▶ [EXERCISE DATA]
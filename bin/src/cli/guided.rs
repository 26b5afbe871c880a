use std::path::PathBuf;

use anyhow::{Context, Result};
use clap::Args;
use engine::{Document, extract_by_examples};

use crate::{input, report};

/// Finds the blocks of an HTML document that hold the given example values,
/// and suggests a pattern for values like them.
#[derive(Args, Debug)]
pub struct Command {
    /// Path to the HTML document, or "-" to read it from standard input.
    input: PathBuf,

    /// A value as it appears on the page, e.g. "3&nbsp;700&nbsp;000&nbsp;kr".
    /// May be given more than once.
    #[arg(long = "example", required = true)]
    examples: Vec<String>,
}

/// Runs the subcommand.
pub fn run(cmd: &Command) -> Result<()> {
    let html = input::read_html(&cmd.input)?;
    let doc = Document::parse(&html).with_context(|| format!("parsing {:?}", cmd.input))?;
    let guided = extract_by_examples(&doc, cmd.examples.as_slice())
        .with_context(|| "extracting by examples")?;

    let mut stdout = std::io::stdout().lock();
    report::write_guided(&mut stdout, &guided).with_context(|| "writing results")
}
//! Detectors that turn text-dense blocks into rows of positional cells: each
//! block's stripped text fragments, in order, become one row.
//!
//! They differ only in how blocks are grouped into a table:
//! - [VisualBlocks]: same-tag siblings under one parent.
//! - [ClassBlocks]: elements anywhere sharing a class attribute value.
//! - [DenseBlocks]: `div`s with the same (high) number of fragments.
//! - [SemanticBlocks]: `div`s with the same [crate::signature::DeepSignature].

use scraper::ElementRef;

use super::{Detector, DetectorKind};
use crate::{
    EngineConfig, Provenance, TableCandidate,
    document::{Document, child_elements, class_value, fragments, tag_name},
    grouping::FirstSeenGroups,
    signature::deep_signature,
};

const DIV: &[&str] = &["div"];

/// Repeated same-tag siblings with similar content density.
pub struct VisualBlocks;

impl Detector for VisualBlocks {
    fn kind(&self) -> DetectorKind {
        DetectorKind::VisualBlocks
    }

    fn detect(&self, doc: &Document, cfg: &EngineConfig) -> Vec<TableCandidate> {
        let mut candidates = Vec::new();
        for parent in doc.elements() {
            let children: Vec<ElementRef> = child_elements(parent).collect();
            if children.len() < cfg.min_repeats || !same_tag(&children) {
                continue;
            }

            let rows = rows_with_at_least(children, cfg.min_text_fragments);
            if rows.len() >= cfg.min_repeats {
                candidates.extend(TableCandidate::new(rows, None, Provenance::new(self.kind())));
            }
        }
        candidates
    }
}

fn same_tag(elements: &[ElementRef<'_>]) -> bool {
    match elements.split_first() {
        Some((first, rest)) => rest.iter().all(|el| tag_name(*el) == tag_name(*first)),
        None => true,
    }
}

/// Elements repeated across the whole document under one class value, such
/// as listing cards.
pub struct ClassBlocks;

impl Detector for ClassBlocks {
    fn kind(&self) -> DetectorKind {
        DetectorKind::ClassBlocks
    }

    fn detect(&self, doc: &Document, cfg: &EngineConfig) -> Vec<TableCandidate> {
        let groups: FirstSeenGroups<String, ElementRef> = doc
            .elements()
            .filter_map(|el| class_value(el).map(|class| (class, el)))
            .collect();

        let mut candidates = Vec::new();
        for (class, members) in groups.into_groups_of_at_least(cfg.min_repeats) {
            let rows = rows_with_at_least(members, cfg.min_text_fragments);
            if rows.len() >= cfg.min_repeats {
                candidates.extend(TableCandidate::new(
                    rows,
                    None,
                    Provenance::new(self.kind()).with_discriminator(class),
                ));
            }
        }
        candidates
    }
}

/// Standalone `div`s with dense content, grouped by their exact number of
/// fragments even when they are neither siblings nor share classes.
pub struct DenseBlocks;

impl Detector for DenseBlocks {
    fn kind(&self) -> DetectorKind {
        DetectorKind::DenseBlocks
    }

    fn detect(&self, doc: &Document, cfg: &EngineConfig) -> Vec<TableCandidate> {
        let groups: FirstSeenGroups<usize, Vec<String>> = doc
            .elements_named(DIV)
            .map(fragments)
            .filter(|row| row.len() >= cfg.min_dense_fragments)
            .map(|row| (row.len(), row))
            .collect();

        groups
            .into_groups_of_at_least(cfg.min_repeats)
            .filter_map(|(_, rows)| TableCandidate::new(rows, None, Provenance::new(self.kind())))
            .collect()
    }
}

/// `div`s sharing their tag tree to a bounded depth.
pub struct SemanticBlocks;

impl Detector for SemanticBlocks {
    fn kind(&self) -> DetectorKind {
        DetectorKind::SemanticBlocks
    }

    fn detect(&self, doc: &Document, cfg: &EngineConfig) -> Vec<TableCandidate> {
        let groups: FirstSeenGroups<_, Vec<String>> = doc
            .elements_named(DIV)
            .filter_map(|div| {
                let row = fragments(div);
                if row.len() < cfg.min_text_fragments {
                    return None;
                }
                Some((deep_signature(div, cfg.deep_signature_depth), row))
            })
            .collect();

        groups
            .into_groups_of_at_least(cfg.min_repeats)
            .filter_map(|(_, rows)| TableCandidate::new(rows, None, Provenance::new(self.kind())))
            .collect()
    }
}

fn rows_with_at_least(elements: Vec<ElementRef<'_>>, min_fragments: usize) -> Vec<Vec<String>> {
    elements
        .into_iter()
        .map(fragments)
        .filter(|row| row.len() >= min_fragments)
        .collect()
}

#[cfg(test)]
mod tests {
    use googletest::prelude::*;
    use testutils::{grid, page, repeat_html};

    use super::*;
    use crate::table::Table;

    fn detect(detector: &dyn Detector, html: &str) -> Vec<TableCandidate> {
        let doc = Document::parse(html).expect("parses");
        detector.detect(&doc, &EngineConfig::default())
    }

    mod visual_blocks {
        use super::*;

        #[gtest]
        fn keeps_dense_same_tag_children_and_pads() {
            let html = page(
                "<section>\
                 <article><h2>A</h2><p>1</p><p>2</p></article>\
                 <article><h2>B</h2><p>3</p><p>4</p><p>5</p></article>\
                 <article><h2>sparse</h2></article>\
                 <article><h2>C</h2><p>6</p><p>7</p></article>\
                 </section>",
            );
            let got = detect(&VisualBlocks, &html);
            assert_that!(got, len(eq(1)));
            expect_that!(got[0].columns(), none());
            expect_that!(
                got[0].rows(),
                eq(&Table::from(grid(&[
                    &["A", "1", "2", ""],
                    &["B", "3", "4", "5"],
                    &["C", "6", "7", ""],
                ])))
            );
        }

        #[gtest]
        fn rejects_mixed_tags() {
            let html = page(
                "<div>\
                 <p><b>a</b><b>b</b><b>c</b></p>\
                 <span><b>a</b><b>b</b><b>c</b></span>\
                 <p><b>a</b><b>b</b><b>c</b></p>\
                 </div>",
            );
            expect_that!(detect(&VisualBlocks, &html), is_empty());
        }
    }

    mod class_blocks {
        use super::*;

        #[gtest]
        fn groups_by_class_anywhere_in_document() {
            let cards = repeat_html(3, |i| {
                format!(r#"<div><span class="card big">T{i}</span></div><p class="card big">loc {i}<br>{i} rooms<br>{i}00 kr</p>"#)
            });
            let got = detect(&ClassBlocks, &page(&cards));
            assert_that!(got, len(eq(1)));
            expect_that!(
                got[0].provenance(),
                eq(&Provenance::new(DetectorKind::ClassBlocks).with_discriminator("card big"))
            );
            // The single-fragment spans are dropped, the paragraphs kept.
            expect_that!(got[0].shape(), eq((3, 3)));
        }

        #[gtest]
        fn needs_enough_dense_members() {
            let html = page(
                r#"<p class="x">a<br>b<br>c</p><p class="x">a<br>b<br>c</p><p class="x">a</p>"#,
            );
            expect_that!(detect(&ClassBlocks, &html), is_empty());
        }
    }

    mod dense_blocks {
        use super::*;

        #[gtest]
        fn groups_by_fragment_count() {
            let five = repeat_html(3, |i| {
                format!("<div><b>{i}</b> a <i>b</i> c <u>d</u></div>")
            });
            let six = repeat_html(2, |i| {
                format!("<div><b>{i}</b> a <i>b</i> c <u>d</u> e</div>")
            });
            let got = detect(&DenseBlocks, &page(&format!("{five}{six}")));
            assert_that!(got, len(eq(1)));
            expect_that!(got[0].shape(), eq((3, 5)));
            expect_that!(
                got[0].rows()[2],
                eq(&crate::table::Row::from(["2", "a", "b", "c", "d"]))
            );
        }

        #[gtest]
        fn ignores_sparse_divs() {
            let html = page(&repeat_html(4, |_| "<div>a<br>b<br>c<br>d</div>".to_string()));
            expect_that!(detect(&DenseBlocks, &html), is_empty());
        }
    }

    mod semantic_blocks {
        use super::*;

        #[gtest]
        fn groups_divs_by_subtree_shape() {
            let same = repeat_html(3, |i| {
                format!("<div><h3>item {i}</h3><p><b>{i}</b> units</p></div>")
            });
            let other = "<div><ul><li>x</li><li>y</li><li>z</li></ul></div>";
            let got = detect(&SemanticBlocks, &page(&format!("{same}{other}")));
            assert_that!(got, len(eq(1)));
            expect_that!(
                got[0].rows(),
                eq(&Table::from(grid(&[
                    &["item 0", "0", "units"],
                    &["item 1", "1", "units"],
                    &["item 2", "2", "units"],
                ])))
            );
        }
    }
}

▶ [WHAT TO WORK ON] Exact copies of the lines from the start of the data up to the line holding "more than once.", both included, are all that is needed.

▶ [TASK RESULT]
filename bin/src/cli/guided.rs
repository 26b5afbe871c880a
use std::path::PathBuf;

use anyhow::{Context, Result};
use clap::Args;
use engine::{Document, extract_by_examples};

use crate::{input, report};

/// Finds the blocks of an HTML document that hold the given example values,
/// and suggests a pattern for values like them.
#[derive(Args, Debug)]
pub struct Command {
    /// Path to the HTML document, or "-" to read it from standard input.
    input: PathBuf,

    /// A value as it appears on the page, e.g. "3&nbsp;700&nbsp;000&nbsp;kr".
    /// May be given more than once.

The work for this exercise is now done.